- _Problem_:
From the first line of the records below through the line containing "pub const NIL: Guid = Guid(0);", copy everything exactly and nothing more.

- _Material shown_:
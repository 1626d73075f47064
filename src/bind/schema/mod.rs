use std::collections::HashMap;
use std::fmt;

use bitflags::bitflags;

use crate::bind::{BindError, Result};

/// Fields per struct, inherited ones included; bounded by the 16-bit field index.
pub const MAX_FIELDS: usize = u16::MAX as usize + 1;

/// Index of a struct or class declared in a [`Schema`].
#[derive(Debug, Clone, Copy, PartialEq, Eq, Hash, PartialOrd, Ord)]
pub struct StructId(pub u32);

/// Index of an enum declared in a [`Schema`].
#[derive(Debug, Clone, Copy, PartialEq, Eq, Hash, PartialOrd, Ord)]
pub struct EnumId(pub u32);

/// Stable 128-bit identifier used for bindable struct ids and property GUIDs.
#[derive(Debug, Clone, Copy, PartialEq, Eq, Hash, PartialOrd, Ord, Default)]
pub struct Guid(pub u128);

impl Guid {
	/// The all-zero identifier.
	pub const NIL: Guid = Guid(0);

	/// Return whether this is the all-zero identifier.
	pub fn is_nil(self) -> bool {
		self.0 == 0
	}

	/// Parse up to 32 hex digits, ignoring `-` separators.
	pub fn parse_hex(text: &str) -> Option<Self> {
		let digits: String = text.chars().filter(|c| *c != '-').collect();
		if digits.is_empty() || digits.len() > 32 {
			return None;
		}
		u128::from_str_radix(&digits, 16).ok().map(Guid)
	}
}

impl fmt::Display for Guid {
	fn fmt(&self, f: &mut fmt::Formatter<'_>) -> fmt::Result {
		write!(f, "{:032x}", self.0)
	}
}

/// Scalar storage kinds that take part in numeric promotion.
#[derive(Debug, Clone, Copy, PartialEq, Eq, Hash)]
pub enum NumericKind {
	/// One-byte boolean.
	Bool,
	/// Unsigned 8-bit integer.
	Byte,
	/// Signed 32-bit integer.
	Int32,
	/// Unsigned 32-bit integer.
	UInt32,
	/// Signed 64-bit integer.
	Int64,
	/// 32-bit float.
	Float,
	/// 64-bit float.
	Double,
}

impl NumericKind {
	/// Storage size in bytes.
	pub fn size(self) -> usize {
		match self {
			Self::Bool | Self::Byte => 1,
			Self::Int32 | Self::UInt32 | Self::Float => 4,
			Self::Int64 | Self::Double => 8,
		}
	}

	/// Stable lowercase label.
	pub fn as_str(self) -> &'static str {
		match self {
			Self::Bool => "bool",
			Self::Byte => "byte",
			Self::Int32 => "int32",
			Self::UInt32 => "uint32",
			Self::Int64 => "int64",
			Self::Float => "float",
			Self::Double => "double",
		}
	}

	fn field_type(self) -> FieldType {
		match self {
			Self::Bool => FieldType::Bool(BoolStorage::Native),
			Self::Byte => FieldType::Byte,
			Self::Int32 => FieldType::Int32,
			Self::UInt32 => FieldType::UInt32,
			Self::Int64 => FieldType::Int64,
			Self::Float => FieldType::Float,
			Self::Double => FieldType::Double,
		}
	}
}

/// How a boolean field is stored.
#[derive(Debug, Clone, Copy, PartialEq, Eq, Hash)]
pub enum BoolStorage {
	/// Whole byte, zero or one.
	Native,
	/// One bit of a shared byte, selected by mask.
	Bit(u8),
}

/// Declared type of a struct field.
#[derive(Debug, Clone, PartialEq, Eq, Hash)]
pub enum FieldType {
	/// Boolean value.
	Bool(BoolStorage),
	/// Unsigned 8-bit integer.
	Byte,
	/// Signed 32-bit integer.
	Int32,
	/// Unsigned 32-bit integer.
	UInt32,
	/// Signed 64-bit integer.
	Int64,
	/// 32-bit float.
	Float,
	/// 64-bit float.
	Double,
	/// Enum stored as its underlying integer kind.
	Enum {
		/// Enum identity.
		id: EnumId,
		/// Underlying storage.
		underlying: NumericKind,
	},
	/// Interned name id.
	Name,
	/// Owned UTF-8 string.
	String,
	/// Inline struct value.
	Struct(StructId),
	/// Hard reference to an object of the given class or a subclass.
	Object(StructId),
	/// Weak reference to an object of the given class or a subclass.
	WeakObject(StructId),
	/// Soft reference (address plus path name) to an object of the given class.
	SoftObject(StructId),
	/// Dynamic array of the inner type.
	Array(Box<FieldType>),
	/// Map of plain keys to plain values, stored as packed pairs.
	Map {
		/// Key type.
		key: Box<FieldType>,
		/// Value type.
		value: Box<FieldType>,
	},
	/// Owned struct value whose type is chosen at runtime.
	InstancedStruct {
		/// Optional base struct the payload must derive from.
		base: Option<StructId>,
	},
	/// Shared struct value whose type is chosen at runtime.
	SharedStruct {
		/// Optional base struct the payload must derive from.
		base: Option<StructId>,
	},
	/// Dynamic array of instanced struct values.
	InstancedStructContainer,
}

impl FieldType {
	/// Native boolean shorthand.
	pub fn bool() -> Self {
		Self::Bool(BoolStorage::Native)
	}

	/// Dynamic array shorthand.
	pub fn array(inner: FieldType) -> Self {
		Self::Array(Box::new(inner))
	}

	/// Scalar numeric kind, substituting the underlying kind for enums.
	pub fn numeric_kind(&self) -> Option<NumericKind> {
		match self {
			Self::Bool(_) => Some(NumericKind::Bool),
			Self::Byte => Some(NumericKind::Byte),
			Self::Int32 => Some(NumericKind::Int32),
			Self::UInt32 => Some(NumericKind::UInt32),
			Self::Int64 => Some(NumericKind::Int64),
			Self::Float => Some(NumericKind::Float),
			Self::Double => Some(NumericKind::Double),
			Self::Enum { underlying, .. } => Some(*underlying),
			_ => None,
		}
	}

	/// Replace an enum type by its underlying scalar type.
	pub fn without_enum(&self) -> FieldType {
		match self {
			Self::Enum { underlying, .. } => underlying.field_type(),
			other => other.clone(),
		}
	}

	/// Referenced class for object-like fields.
	pub fn object_class(&self) -> Option<StructId> {
		match self {
			Self::Object(class) | Self::WeakObject(class) | Self::SoftObject(class) => Some(*class),
			_ => None,
		}
	}

	/// Render a short human-readable type label.
	pub fn describe(&self, schema: &Schema) -> String {
		match self {
			Self::Bool(BoolStorage::Native) => "bool".to_owned(),
			Self::Bool(BoolStorage::Bit(_)) => "bool:1".to_owned(),
			Self::Byte => "byte".to_owned(),
			Self::Int32 => "int32".to_owned(),
			Self::UInt32 => "uint32".to_owned(),
			Self::Int64 => "int64".to_owned(),
			Self::Float => "float".to_owned(),
			Self::Double => "double".to_owned(),
			Self::Enum { id, .. } => format!("enum {}", schema.enum_def(*id).map(|item| item.name.as_ref()).unwrap_or("<unknown>")),
			Self::Name => "name".to_owned(),
			Self::String => "string".to_owned(),
			Self::Struct(id) => format!("struct {}", schema.struct_name(*id)),
			Self::Object(id) => format!("object<{}>", schema.struct_name(*id)),
			Self::WeakObject(id) => format!("weak<{}>", schema.struct_name(*id)),
			Self::SoftObject(id) => format!("soft<{}>", schema.struct_name(*id)),
			Self::Array(inner) => format!("array<{}>", inner.describe(schema)),
			Self::Map { key, value } => format!("map<{}, {}>", key.describe(schema), value.describe(schema)),
			Self::InstancedStruct { .. } => "instanced struct".to_owned(),
			Self::SharedStruct { .. } => "shared struct".to_owned(),
			Self::InstancedStructContainer => "instanced struct container".to_owned(),
		}
	}
}

bitflags! {
	/// Per-field behavior flags.
	#[derive(Debug, Clone, Copy, PartialEq, Eq, Hash, Default)]
	pub struct FieldFlags: u8 {
		/// Dynamic array whose length is owned by the holder; copies never resize it.
		const FIXED_SIZE = 1 << 0;
		/// Object reference that owns a per-holder instance.
		const INSTANCED = 1 << 1;
	}
}

/// Kind of a declared struct.
#[derive(Debug, Clone, Copy, PartialEq, Eq)]
pub enum StructKind {
	/// Value struct, may be embedded inline.
	Struct,
	/// Object class, only reachable through references.
	Class,
}

/// One declared struct or class.
#[derive(Debug, Clone)]
pub struct StructDef {
	/// Type name.
	pub name: Box<str>,
	/// Struct or class.
	pub kind: StructKind,
	/// Parent type for `is_child_of` queries.
	pub super_struct: Option<StructId>,
	/// Size in bytes of one value.
	pub size: usize,
	/// Alignment in bytes.
	pub align: usize,
	/// Fields in layout order, inherited fields first.
	pub fields: Vec<FieldDef>,
	/// Script-defined type whose fields carry GUIDs.
	pub dynamic: bool,
	/// Whether a layout has been provided.
	pub defined: bool,
}

/// One field declaration with computed layout.
#[derive(Debug, Clone)]
pub struct FieldDef {
	/// Field name.
	pub name: Box<str>,
	/// Declared type.
	pub ty: FieldType,
	/// Byte offset inside the owning struct.
	pub offset: usize,
	/// Static array dimension, 1 for scalars.
	pub array_dim: usize,
	/// Stable property id on dynamic structs.
	pub guid: Option<Guid>,
	/// Behavior flags.
	pub flags: FieldFlags,
}

/// Reference to a field, or to the element of an indexed array field.
#[derive(Debug, Clone, Copy, PartialEq, Eq, Hash)]
pub struct FieldRef {
	/// Struct the field was looked up on.
	pub owner: StructId,
	/// Field position in the owner's field list.
	pub index: u16,
	/// Refers to one element rather than the whole field.
	pub element: bool,
}

impl FieldRef {
	/// Same field, narrowed to one element.
	pub fn element(self) -> Self {
		Self { element: true, ..self }
	}
}

/// One declared enum.
#[derive(Debug, Clone)]
pub struct EnumDef {
	/// Enum name.
	pub name: Box<str>,
	/// Underlying integer storage.
	pub underlying: NumericKind,
	/// Variant names and values.
	pub variants: Vec<(Box<str>, i64)>,
}

/// Size and alignment of one value.
#[derive(Debug, Clone, Copy, PartialEq, Eq)]
pub struct Layout {
	/// Size in bytes.
	pub size: usize,
	/// Alignment in bytes.
	pub align: usize,
}

impl Layout {
	const fn new(size: usize, align: usize) -> Self {
		Self { size, align }
	}
}

/// Reflection tables describing every bindable type.
#[derive(Debug, Default, Clone)]
pub struct Schema {
	structs: Vec<StructDef>,
	enums: Vec<EnumDef>,
	by_name: HashMap<Box<str>, StructId>,
}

- _Output for this task_:
repository 1626d73075f47064
filename src/bind/schema/mod.rs
use std::collections::HashMap;
use std::fmt;

use bitflags::bitflags;

use crate::bind::{BindError, Result};

/// Fields per struct, inherited ones included; bounded by the 16-bit field index.
pub const MAX_FIELDS: usize = u16::MAX as usize + 1;

/// Index of a struct or class declared in a [`Schema`].
#[derive(Debug, Clone, Copy, PartialEq, Eq, Hash, PartialOrd, Ord)]
pub struct StructId(pub u32);

/// Index of an enum declared in a [`Schema`].
#[derive(Debug, Clone, Copy, PartialEq, Eq, Hash, PartialOrd, Ord)]
pub struct EnumId(pub u32);

/// Stable 128-bit identifier used for bindable struct ids and property GUIDs.
#[derive(Debug, Clone, Copy, PartialEq, Eq, Hash, PartialOrd, Ord, Default)]
pub struct Guid(pub u128);

impl Guid {
	/// The all-zero identifier.
	pub const NIL: Guid = Guid(0);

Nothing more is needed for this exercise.